Red light running prediction and analysis.

Author(s)
Hill, S.E. & Lindly, J.K.
Year
Abstract

Transportation professionals and engineers have identified red light running as a major traffic safety hazard. However, there are currently only limited tools available to assist transportation professionals in selecting intersections for remediation or law enforcement based upon red light running violation risk. The goal of this research was to develop statistical models to predict red light running violation frequency (violations/hour) based upon traffic operational and intersection geometric characteristics for four-approach intersections.

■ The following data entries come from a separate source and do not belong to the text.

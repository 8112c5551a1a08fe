//! Where raw text comes from when it is not pasted into the compose panel.

use std::fmt;
use std::fs;
use std::io::{self, Read};
use std::path::PathBuf;

use anyhow::{Context, Result};

/// A file path, or `-` for standard input.
#[derive(Debug, Clone, PartialEq, Eq)]
pub enum TextSource {
    File(PathBuf),
    Stdin,
}

impl TextSource {
    pub fn from_arg(arg: &str) -> Self {
        if arg == "-" {
            TextSource::Stdin
        } else {
            TextSource::File(PathBuf::from(arg))
        }
    }

    /// Reads the whole source as UTF-8 text.
    ///
    /// # Errors
    /// Returns an error if the file or stdin cannot be read or is not UTF-8.
    pub fn read(&self) -> Result<String> {
        match self {
            TextSource::File(path) => fs::read_to_string(path)
                .with_context(|| format!("Failed to read {}", path.display())),
            TextSource::Stdin => {
                let mut text = String::new();
                io::stdin()
                    .read_to_string(&mut text)
                    .context("Failed to read standard input")?;
                Ok(text)
            }
        }
    }
}

impl fmt::Display for TextSource {
    fn fmt(&self, f: &mut fmt::Formatter<'_>) -> fmt::Result {
        match self {
            TextSource::File(path) => write!(f, "{}", path.display()),
            TextSource::Stdin => f.write_str("<stdin>"),
        }
    }
}

#[cfg(test)]
mod tests {
    use tempfile::tempdir;

    use super::*;

    #[test]
    fn test_dash_means_stdin() {
        assert_eq!(TextSource::from_arg("-"), TextSource::Stdin);
        assert_eq!(
            TextSource::from_arg("notes.md"),
            TextSource::File(PathBuf::from("notes.md"))
        );
    }

    #[test]
    fn test_read_file() {
        let dir = tempdir().unwrap();
        let path = dir.path().join("poem.txt");
        fs::write(&path, "line one\n\nline two\n").unwrap();

        let text = TextSource::File(path).read().unwrap();
        assert_eq!(text, "line one\n\nline two\n");
    }

    #[test]
    fn test_missing_file_mentions_path() {
        let err = TextSource::from_arg("/definitely/not/here.txt")
            .read()
            .unwrap_err();
        assert!(format!("{err:#}").contains("/definitely/not/here.txt"));
    }
}
//! Configuration management for unveil.
//!
//! Loads configuration from ${UNVEIL_HOME}/config.toml with sensible defaults.

use std::fs;
use std::path::Path;
use std::time::Duration;

use anyhow::{Context, Result};
use serde::{Deserialize, Serialize};

use crate::view::{Direction, ViewOptions};

/// Returns the default config template with comments.
///
/// Embedded from default_config.toml at compile time.
fn default_config_template() -> &'static str {
    include_str!("../default_config.toml")
}

/// Recursively merges items from source table into target table.
fn merge_items(target: &mut toml_edit::Table, source: &toml_edit::Table) {
    use toml_edit::Item;

    for (key, value) in source.iter() {
        match value {
            Item::Value(v) => {
                target[key] = Item::Value(v.clone());
            }
            Item::Table(src_table) => {
                if let Some(Item::Table(target_table)) = target.get_mut(key) {
                    merge_items(target_table, src_table);
                } else {
                    target[key] = Item::Table(src_table.clone());
                }
            }
            Item::ArrayOfTables(src_arr) => {
                target[key] = Item::ArrayOfTables(src_arr.clone());
            }
            Item::None => {}
        }
    }
}

pub mod paths {
    //! Path resolution for unveil configuration and data directories.
    //!
    //! UNVEIL_HOME resolution order:
    //! 1. UNVEIL_HOME environment variable (if set)
    //! 2. ~/.config/unveil (default)
    //! 3. ./.unveil when no home directory can be determined

    use std::path::PathBuf;

    /// Returns the unveil home directory.
    pub fn unveil_home() -> PathBuf {
        if let Ok(home) = std::env::var("UNVEIL_HOME") {
            return PathBuf::from(home);
        }

        dirs::home_dir().map_or_else(
            || PathBuf::from(".unveil"),
            |h| h.join(".config").join("unveil"),
        )
    }

    /// Returns the path to the config.toml file.
    pub fn config_path() -> PathBuf {
        unveil_home().join("config.toml")
    }

    /// Returns the directory holding log files.
    pub fn logs_dir() -> PathBuf {
        unveil_home().join("logs")
    }
}

/// Reader defaults.
#[derive(Debug, Clone, Serialize, Deserialize, PartialEq, Eq)]
#[serde(default)]
pub struct ReaderConfig {
    /// Text direction ("ltr" or "rtl").
    pub direction: Direction,
    /// Render lines as markdown.
    pub markup: bool,
    /// Dim everything except the current line.
    pub focus_dim: bool,
    /// Open in the fullscreen surface.
    pub fullscreen: bool,
    /// Delay before scrolling the current line into view.
    pub settle_delay_ms: u64,
}

impl ReaderConfig {
    const DEFAULT_SETTLE_DELAY_MS: u64 = 120;
}

impl Default for ReaderConfig {
    fn default() -> Self {
        Self {
            direction: Direction::Ltr,
            markup: false,
            focus_dim: false,
            fullscreen: false,
            settle_delay_ms: Self::DEFAULT_SETTLE_DELAY_MS,
        }
    }
}

/// Logging configuration.
#[derive(Debug, Clone, Serialize, Deserialize, PartialEq, Eq)]
#[serde(default)]
pub struct LogConfig {
    /// Filter directive used when UNVEIL_LOG is unset.
    pub level: String,
}

impl Default for LogConfig {
    fn default() -> Self {
        Self {
            level: "info".to_string(),
        }
    }
}

/// Main configuration structure.
#[derive(Debug, Clone, Default, Serialize, Deserialize, PartialEq, Eq)]
#[serde(default)]
pub struct Config {
    pub reader: ReaderConfig,
    pub log: LogConfig,
}

impl Config {
    /// Loads configuration from the default config path.
    ///
    /// # Errors
    /// Returns an error if the file exists but cannot be read or parsed.
    pub fn load() -> Result<Self> {
        Self::load_from(&paths::config_path())
    }

    /// Loads configuration from a specific path.
    /// Returns defaults if file doesn't exist.
    ///
    /// # Errors
    /// Returns an error if the file exists but cannot be read or parsed.
    pub fn load_from(path: &Path) -> Result<Self> {
        if path.exists() {
            let contents = fs::read_to_string(path)
                .with_context(|| format!("Failed to read config from {}", path.display()))?;
            toml::from_str(&contents)
                .with_context(|| format!("Failed to parse config from {}", path.display()))
        } else {
            Ok(Config::default())
        }
    }

    /// Initial view flags for a session.
    pub fn view_options(&self) -> ViewOptions {
        ViewOptions {
            direction: self.reader.direction,
            markup: self.reader.markup,
            focus_dim: self.reader.focus_dim,
            fullscreen: self.reader.fullscreen,
        }
    }

    pub fn settle_delay(&self) -> Duration {
        Duration::from_millis(self.reader.settle_delay_ms)
    }

    /// Creates a default config file at the given path.
    ///
    /// # Errors
    /// Returns an error if the file already exists or cannot be written.
    pub fn init(path: &Path) -> Result<()> {
        if path.exists() {
            anyhow::bail!("Config file already exists at {}", path.display());
        }

        Self::write_config(path, default_config_template())
    }

    /// Generates a fresh config TOML from Rust defaults.
    ///
    /// Uses the embedded template for structure/comments and merges
    /// values from `Config::default()` into it.
    ///
    /// # Errors
    /// Returns an error if serialization or template parsing fails.
    pub fn generate() -> Result<String> {
        use toml_edit::DocumentMut;

        let generated_toml = toml::to_string(&Config::default())
            .context("Failed to serialize default config to TOML")?;

        let mut doc: DocumentMut = default_config_template()
            .parse()
            .context("Failed to parse default config template")?;
        let generated_doc: DocumentMut = generated_toml
            .parse()
            .context("Failed to parse generated config")?;

        merge_items(doc.as_table_mut(), generated_doc.as_table());

        Ok(doc.to_string())
    }

    /// Writes config content to a file, creating parent directories as needed.
    /// Uses atomic write (temp file + rename) to prevent corruption.
    fn write_config(path: &Path, content: &str) -> Result<()> {
        if let Some(parent) = path.parent() {
            fs::create_dir_all(parent)
                .with_context(|| format!("Failed to create directory {}", parent.display()))?;
        }

        let tmp_path = path.with_extension("toml.tmp");
        fs::write(&tmp_path, content)
            .with_context(|| format!("Failed to write config to {}", tmp_path.display()))?;
        fs::rename(&tmp_path, path).with_context(|| {
            format!(
                "Failed to rename {} to {}",
                tmp_path.display(),
                path.display()
            )
        })?;

        Ok(())
    }
}

#[cfg(test)]
mod tests {
    use tempfile::tempdir;

    use super::*;

    #[test]
    fn test_load_missing_file_returns_defaults() {
        let dir = tempdir().unwrap();
        let config = Config::load_from(&dir.path().join("nonexistent.toml")).unwrap();
        assert_eq!(config, Config::default());
        assert_eq!(config.settle_delay(), Duration::from_millis(120));
    }

    #[test]
    fn test_load_partial_config_merges_defaults() {
        let dir = tempdir().unwrap();
        let config_path = dir.path().join("config.toml");
        fs::write(&config_path, "[reader]\ndirection = \"rtl\"\nmarkup = true\n").unwrap();

        let config = Config::load_from(&config_path).unwrap();
        assert_eq!(config.reader.direction, Direction::Rtl);
        assert!(config.reader.markup);
        assert!(!config.reader.focus_dim);
        assert_eq!(config.reader.settle_delay_ms, 120);
        assert_eq!(config.log.level, "info");
    }

    #[test]
    fn test_load_invalid_config_reports_path() {
        let dir = tempdir().unwrap();
        let config_path = dir.path().join("config.toml");
        fs::write(&config_path, "[reader]\ndirection = \"sideways\"\n").unwrap();

        let err = Config::load_from(&config_path).unwrap_err();
        assert!(format!("{err:#}").contains("Failed to parse config"));
    }

    #[test]
    fn test_view_options_follow_reader_section() {
        let config = Config {
            reader: ReaderConfig {
                focus_dim: true,
                fullscreen: true,
                ..Default::default()
            },
            ..Default::default()
        };
        let view = config.view_options();
        assert!(view.focus_dim);
        assert!(view.fullscreen);
        assert!(!view.markup);
        assert_eq!(view.direction, Direction::Ltr);
    }

    #[test]
    fn test_init_creates_config_with_defaults() {
        let dir = tempdir().unwrap();
        let config_path = dir.path().join("subdir").join("config.toml");

        Config::init(&config_path).unwrap();

        let contents = fs::read_to_string(&config_path).unwrap();
        assert!(contents.contains("settle_delay_ms = 120"));
        assert_eq!(Config::load_from(&config_path).unwrap(), Config::default());
    }

    #[test]
    fn test_init_fails_if_exists() {
        let dir = tempdir().unwrap();
        let config_path = dir.path().join("config.toml");
        fs::write(&config_path, "").unwrap();

        assert!(Config::init(&config_path).is_err());
    }

    #[test]
    fn test_generate_matches_defaults_and_keeps_comments() {
        let generated = Config::generate().unwrap();
        assert!(generated.contains("# Render each line as markdown."));
        let parsed: Config = toml::from_str(&generated).unwrap();
        assert_eq!(parsed, Config::default());
    }
}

Red light running violation data over the time period of 2-8 PM was gathered from 19 intersection approaches in four states (Alabama, Texas, Iowa, and California) and was compiled and analyzed. A total of 1,775 violations were observed over 554 hours (for an observed rate of 3.2 violations/hour). Additionally, fourteen geometric and traffic operational characteristics were recorded for each intersection. The results of this research present several regression equations (linear, curvilinear, and multiple linear) which can be used to predict the red light running frequency that can be expected at an intersection approach based upon several geometric and traffic operational characteristics. Variables showing predictive power included average daily traffic (ADT), number of approach lanes, speed limit, number of lanes crossed by the approach, and distance to preceding and following intersections.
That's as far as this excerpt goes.